- Born: June 6, 1872 Brooklyn
- Died: March 27, 1951 (aged 78)
- Occupations: Publisher, educational critic

= Porter Sargent =

American educational critic (1872–1951)

Porter Edward Sargent (June 6, 1872 – March 27, 1951), born in Brooklyn, New York, was a prominent educational critic and founder of Porter Sargent Publishers in Boston in 1915. In 1949, he was described as "probably the most outstanding and consistent critic of the American educational scene."

==Early life==

In his youth, Sargent's family moved to a ranch in San Bernardino, California. In 1892, he became principal of a San Bernardino grammar school. The next year he went to study at Harvard University, where he obtained his bachelor's (1896) and masters (1897). Among the professors who influenced him were William James, Nathaniel Shaler, Charles Eliot Norton, and William Gilson Farlow. After graduation, Sargent taught school in Cambridge, and did graduate research on neurology, publishing 10 scientific papers, but quitting before he received his doctorate. For a decade beginning in 1904, Sargent ran a travel school for boys, in which he led tours to Europe and other parts of the world.

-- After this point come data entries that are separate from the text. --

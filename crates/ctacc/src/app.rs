//! Application entry point and dispatch.

use std::io::{self, Write};

use anyhow::Result;
use tracing::info;

use ctacc_cli::presenter::{CLIResultPresenter, JsonPresenter, ResultPresenter};
use ctacc_cli::ui::Palette;
use ctacc_core::catalog::Catalog;
use ctacc_core::range::LengthRange;
use ctacc_core::AccuracyError;
use ctacc_tui::TuiApp;

use crate::config::AppConfig;

/// Run the application.
pub fn run(config: &AppConfig) -> Result<()> {
    // Handle shell completion
    if let Some(shell) = config.completion {
        let mut cmd = <AppConfig as clap::CommandFactory>::command();
        ctacc_cli::completion::generate_completion(&mut cmd, shell, &mut io::stdout());
        return Ok(());
    }

    // The catalog is validated once; a broken catalog stops here
    let catalog = Catalog::builtin()?;
    let range = LengthRange::default();
    let length = resolve_length(&range, config.length)?;

    if config.tui {
        return run_tui(catalog, range, length);
    }

    run_cli(config, &catalog, length)
}

/// Bring a requested length onto the slider range, logging any adjustment.
#[allow(clippy::float_cmp)]
pub fn resolve_length(range: &LengthRange, requested: f64) -> Result<f64, AccuracyError> {
    let length = range.clamp(requested)?;
    if length != requested {
        info!(requested, length, "part length adjusted to slider range");
    }
    Ok(length)
}

/// Select the presenter for the configured output mode.
#[must_use]
pub fn presenter_for(config: &AppConfig) -> Box<dyn ResultPresenter> {
    if config.json {
        Box::new(JsonPresenter::new(true))
    } else {
        Box::new(CLIResultPresenter::new(
            Palette::from_env(config.no_color),
            config.quiet,
        ))
    }
}

/// Report a failed run on stderr, as JSON when `--json` is set.
pub fn report_error(config: &AppConfig, err: &anyhow::Error) {
    presenter_for(config).present_error(&format!("{err:#}"));
}

fn run_cli(config: &AppConfig, catalog: &Catalog, length: f64) -> Result<()> {
    let ranking = catalog.rank(length)?;
    let summary = ranking.summary()?;

    let stdout = io::stdout();
    let mut out = stdout.lock();
    presenter_for(config).present(&ranking, &summary, &mut out)?;
    out.flush()?;
    Ok(())
}

fn run_tui(catalog: Catalog, range: LengthRange, length: f64) -> Result<()> {
    let mut app = TuiApp::new(catalog, range, length)?;
    app.run()?;
    Ok(())
}

#[cfg(test)]
mod tests {
    use super::*;
    use clap::Parser;

    #[test]
    fn resolve_length_in_range() {
        let range = LengthRange::default();
        assert!((resolve_length(&range, 120.0).unwrap() - 120.0).abs() < f64::EPSILON);
    }

    #[test]
    fn resolve_length_clamps_and_snaps() {
        let range = LengthRange::default();
        assert!((resolve_length(&range, 1000.0).unwrap() - 500.0).abs() < f64::EPSILON);
        assert!((resolve_length(&range, 0.0).unwrap() - 10.0).abs() < f64::EPSILON);
        assert!((resolve_length(&range, 104.0).unwrap() - 100.0).abs() < f64::EPSILON);
    }

    #[test]
    fn resolve_length_rejects_invalid() {
        let range = LengthRange::default();
        assert!(matches!(
            resolve_length(&range, f64::NAN),
            Err(AccuracyError::InvalidInput(_))
        ));
        assert!(matches!(
            resolve_length(&range, -5.0),
            Err(AccuracyError::InvalidInput(_))
        ));
    }

    #[test]
    fn json_presenter_selected() {
        let config = AppConfig::try_parse_from(["ctacc", "--json"]).unwrap();
        let ranking = Catalog::builtin().unwrap().rank(100.0).unwrap();
        let summary = ranking.summary().unwrap();
        let mut buf = Vec::new();
        presenter_for(&config)
            .present(&ranking, &summary, &mut buf)
            .unwrap();
        assert!(String::from_utf8(buf).unwrap().trim_start().starts_with('{'));
    }

    #[test]
    fn quiet_presenter_selected() {
        let config = AppConfig::try_parse_from(["ctacc", "-q"]).unwrap();
        let ranking = Catalog::builtin().unwrap().rank(100.0).unwrap();
        let summary = ranking.summary().unwrap();
        let mut buf = Vec::new();
        presenter_for(&config)
            .present(&ranking, &summary, &mut buf)
            .unwrap();
        assert_eq!(String::from_utf8(buf).unwrap().lines().count(), 4);
    }
}
//! Console styling for the text report.

use console::style;

use ctacc_core::ranking::Emphasis;

/// Check if color output is disabled via `NO_COLOR` env var.
#[must_use]
pub fn is_color_disabled() -> bool {
    std::env::var_os("NO_COLOR").is_some()
}

/// Print an error message to stderr.
pub fn print_error(text: &str) {
    if is_color_disabled() {
        eprintln!("[ERROR] {text}");
    } else {
        eprintln!("{} {text}", style("[ERROR]").red().bold());
    }
}

/// Applies the report's color scheme, or nothing when color is off.
///
/// Reference scanner in blue, best scanner in green, the `YOU` tag in
/// magenta, a non-zero delta in yellow.
#[derive(Debug, Clone, Copy)]
pub struct Palette {
    enabled: bool,
}

impl Palette {
    #[must_use]
    pub fn new(enabled: bool) -> Self {
        Self { enabled }
    }

    /// Color unless `NO_COLOR` is set or `no_color` is requested.
    #[must_use]
    pub fn from_env(no_color: bool) -> Self {
        Self::new(!no_color && !is_color_disabled())
    }

    /// A palette that never styles; used for plain-text rendering and tests.
    #[must_use]
    pub fn plain() -> Self {
        Self::new(false)
    }

    #[must_use]
    pub fn is_enabled(&self) -> bool {
        self.enabled
    }

    /// Section heading.
    #[must_use]
    pub fn heading(&self, text: &str) -> String {
        if self.enabled {
            style(text).bold().cyan().to_string()
        } else {
            text.to_string()
        }
    }

    /// Labels, column headers, secondary values.
    #[must_use]
    pub fn muted(&self, text: &str) -> String {
        if self.enabled {
            style(text).dim().to_string()
        } else {
            text.to_string()
        }
    }

    /// Text for a ranked row.
    #[must_use]
    pub fn emphasis(&self, text: &str, emphasis: Emphasis) -> String {
        if !self.enabled {
            return text.to_string();
        }
        match emphasis {
            Emphasis::Reference => style(text).blue().bold().to_string(),
            Emphasis::Best => style(text).green().to_string(),
            Emphasis::Normal => text.to_string(),
        }
    }

    /// The lighter length-dependent bar segment.
    #[must_use]
    pub fn secondary(&self, text: &str, emphasis: Emphasis) -> String {
        if !self.enabled {
            return text.to_string();
        }
        match emphasis {
            Emphasis::Reference => style(text).blue().dim().to_string(),
            Emphasis::Best => style(text).green().dim().to_string(),
            Emphasis::Normal => style(text).dim().to_string(),
        }
    }

    /// The tag marking the user's own scanner.
    #[must_use]
    pub fn tag(&self, text: &str) -> String {
        if self.enabled {
            style(text).magenta().bold().to_string()
        } else {
            text.to_string()
        }
    }

    /// Delta value: green when level with the best, yellow otherwise.
    #[must_use]
    pub fn delta(&self, text: &str, level: bool) -> String {
        match (self.enabled, level) {
            (false, _) => text.to_string(),
            (true, true) => style(text).green().to_string(),
            (true, false) => style(text).yellow().to_string(),
        }
    }
}
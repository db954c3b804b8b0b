//! Segmented error breakdown chart.

use ratatui::layout::Rect;
use ratatui::style::{Modifier, Style};
use ratatui::text::{Line, Span};
use ratatui::widgets::{Block, Borders, Paragraph};
use ratatui::Frame;

use ctacc_cli::output::{format_length, format_total};
use ctacc_core::ranking::{segment_widths, Ranking};

use crate::styles::ColorTheme;

const FIXED_CELL: &str = "█";
const LENGTH_CELL: &str = "▒";
const TRACK_CELL: &str = "░";
const TOTAL_WIDTH: usize = 7;

/// Render one bar per scanner: fixed error, then length-dependent error,
/// scaled so the largest total fills the track.
pub fn render_chart(frame: &mut Frame, area: Rect, ranking: &Ranking, theme: &ColorTheme) {
    let block = Block::default()
        .borders(Borders::ALL)
        .border_style(theme.border_style())
        .title(format!(" error breakdown at L = {} ", format_length(ranking.length())));
    let inner = block.inner(area);
    frame.render_widget(block, area);

    let name_width = ranking
        .results()
        .iter()
        .map(|r| r.spec.name.chars().count())
        .max()
        .unwrap_or(0);
    let track_width = usize::from(inner.width).saturating_sub(name_width + TOTAL_WIDTH + 2);
    let max_total = ranking.max_total();
    let total_width = TOTAL_WIDTH;

    let mut lines = Vec::with_capacity(ranking.results().len() + 2);
    for (i, r) in ranking.results().iter().enumerate() {
        let emphasis = ranking.emphasis(i);
        let color = theme.bar_color(emphasis);
        let (fixed, dep) = segment_widths(r.fixed_error, r.length_error, max_total, track_width);
        lines.push(Line::from(vec![
            Span::styled(
                format!("{:>name_width$} ", r.spec.name),
                theme.label_style(emphasis),
            ),
            Span::styled(FIXED_CELL.repeat(fixed), Style::default().fg(color)),
            Span::styled(LENGTH_CELL.repeat(dep), Style::default().fg(color)),
            Span::styled(
                TRACK_CELL.repeat(track_width - fixed - dep),
                Style::default().fg(theme.track),
            ),
            Span::styled(
                format!(" {:>total_width$}", format_total(r.total_error)),
                theme.emphasis_style(emphasis).add_modifier(Modifier::BOLD),
            ),
        ]));
    }

    lines.push(Line::default());
    lines.push(Line::from(vec![
        Span::styled(FIXED_CELL, Style::default().fg(theme.bar)),
        Span::styled(" FIXED ERROR (a)   ", theme.muted_style()),
        Span::styled(LENGTH_CELL, Style::default().fg(theme.bar)),
        Span::styled(" LENGTH-DEPENDENT (L/b)", theme.muted_style()),
    ]));

    frame.render_widget(Paragraph::new(lines), inner);
}

#[cfg(test)]
mod tests {
    use super::*;
    use crate::test_support::{render_buffer, render_text};
    use ctacc_core::catalog::Catalog;

    fn draw(length: f64, width: u16, height: u16) -> String {
        let ranking = Catalog::builtin().unwrap().rank(length).unwrap();
        let theme = ColorTheme::default();
        render_text(width, height, |frame| {
            let area = frame.area();
            render_chart(frame, area, &ranking, &theme);
        })
    }

    #[test]
    fn title_names_length() {
        let text = draw(100.0, 60, 9);
        assert!(text.lines().next().unwrap().contains("error breakdown at L = 100 mm"));
    }

    #[test]
    fn longest_bar_fills_track() {
        // inner width 58, names 9, totals 7, two spaces: track of 40 cells
        let text = draw(100.0, 60, 9);
        let reference = text.lines().find(|l| l.contains("Lumafield")).unwrap();
        assert_eq!(reference.matches(FIXED_CELL).count(), 23);
        assert_eq!(reference.matches(LENGTH_CELL).count(), 17);
        assert_eq!(reference.matches(TRACK_CELL).count(), 0);
    }

    #[test]
    fn shorter_bars_leave_track() {
        let text = draw(100.0, 60, 9);
        let best = text.lines().find(|l| l.contains("Waygate")).unwrap();
        assert_eq!(best.matches(FIXED_CELL).count(), 15);
        assert_eq!(best.matches(LENGTH_CELL).count(), 3);
        assert_eq!(best.matches(TRACK_CELL).count(), 22);
        assert!(best.contains("±5.5"));
    }

    #[test]
    fn only_reference_label_is_highlighted() {
        let ranking = Catalog::builtin().unwrap().rank(100.0).unwrap();
        let theme = ColorTheme::default();
        let buf = render_buffer(60, 9, |frame| {
            let area = frame.area();
            render_chart(frame, area, &ranking, &theme);
        });
        // Row 1 is Waygate (best), right-aligned: "  Waygate" from x = 1
        assert_eq!(buf[(3, 1)].symbol(), "W");
        assert_eq!(buf[(3, 1)].fg, theme.muted);
        // Its bar and total keep the best color
        assert_eq!(buf[(11, 1)].fg, theme.best);
        // Row 4 is Lumafield, the reference
        assert_eq!(buf[(1, 4)].symbol(), "L");
        assert_eq!(buf[(1, 4)].fg, theme.reference);
    }

    #[test]
    fn legend_present() {
        let text = draw(100.0, 60, 9);
        assert!(text.contains("FIXED ERROR (a)"));
        assert!(text.contains("LENGTH-DEPENDENT (L/b)"));
    }

    #[test]
    fn narrow_area_does_not_panic() {
        draw(100.0, 12, 4);
    }
}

==Publishing and educational criticism==

In 1915, Sargent began publishing the Handbook of Private Schools. Moehlman wrote that Sargent's "annual Forewords to the Handbook of Private Schools gradually evolved into the most comprehensive critiques of education published anywhere. His candid treatment of vested interests, of educational cant, of stuffed shirts, of the tradition-encrusted academic mind and, above all, the sacred cows of privilege and tradition brought them into more prominence with each succeeding edition." Because other publishers feared libel suits, Sargent was "forced to become his own
publisher."

The Handbooks fourth edition (1918) was more than 700 pages in length, had dozens of chapters in four long sections entitled 1. "Introductory," (e.g., 'History of the private school,' 'The new school movement,' 'vocational education,' etc.), 2. "Critical Description of Schools and Summer Camps" (by gender, curriculum, region), 3. "Comparative Tables," and 4. "Educational Directories." Immediately after the table of contents, it also contained the following invitation to readers:

Parents and Prospective Patrons of the Private Schools are cordially invited to call upon or write Mr. Sargent for intimate information and unprejudiced advice. Please state the Problem clearly. No Fees are accepted.

Sargent's interests gradually expanded into many fields. Moehlman wrote that in the 1940s, because of Sargent's writings,

the annual critiques and other solid books, including one of poetry, that pour steadily from Porter Sargent's pen have developed a growing and regular audience. More than ten thousand people buy his books every year, and an estimated forty thousand more look over their shoulders to read without meeting the admission price.

Reviewing one of Sargent's books in 1947, Edmund A. Opitz wrote that

what Porter Sargent says ... is important, but not so important as what he is. He is an independent and intelligent dissenter, a type once thought to be rather characteristic of New England and of which we were justly proud. It is our misfortune and the country's that this type is now rare ... He keeps his thinking open at both ends ... He is one of our best provokers of thought".

The Saturday Review of Literature, reviewing Sargent's War and Education in 1943, wrote that "Every guild needs its gadfly, and none more than the teaching profession." It stated that readers of the book "will be shocked or delighted according to their temperaments."

In 1949, Arthur B. Moehlman, also referring to Sargent as having the "role of a gadfly," wrote that

Probably the most outstanding and consistent critic of the American educational scene since 1914 has been Porter Sargent of Boston, who is also a national authority on the private school. Always interesting, always stimulating, Charles A. Beard complained that he "keeps me up at night following the shooting stars and wondering what is to come next."

After Sargent's death in 1951, his son F. Porter Sargent (1915–1975) assumed leadership of the Porter Sargent publishing house.

==Written works (selected)==
- New immoralities: clearing 'the way for a new ethics. Boston:Porter Sargent, 1935.
- What makes lives. Boston:Porter Sargent, 1940.
- War and education. Boston:Porter Sargent, 1943.
- Between two wars; the failure of education, 1920–1940. Boston:Porter Sargent, 1945.
- The future of education. Boston:Porter Sargent, 1945.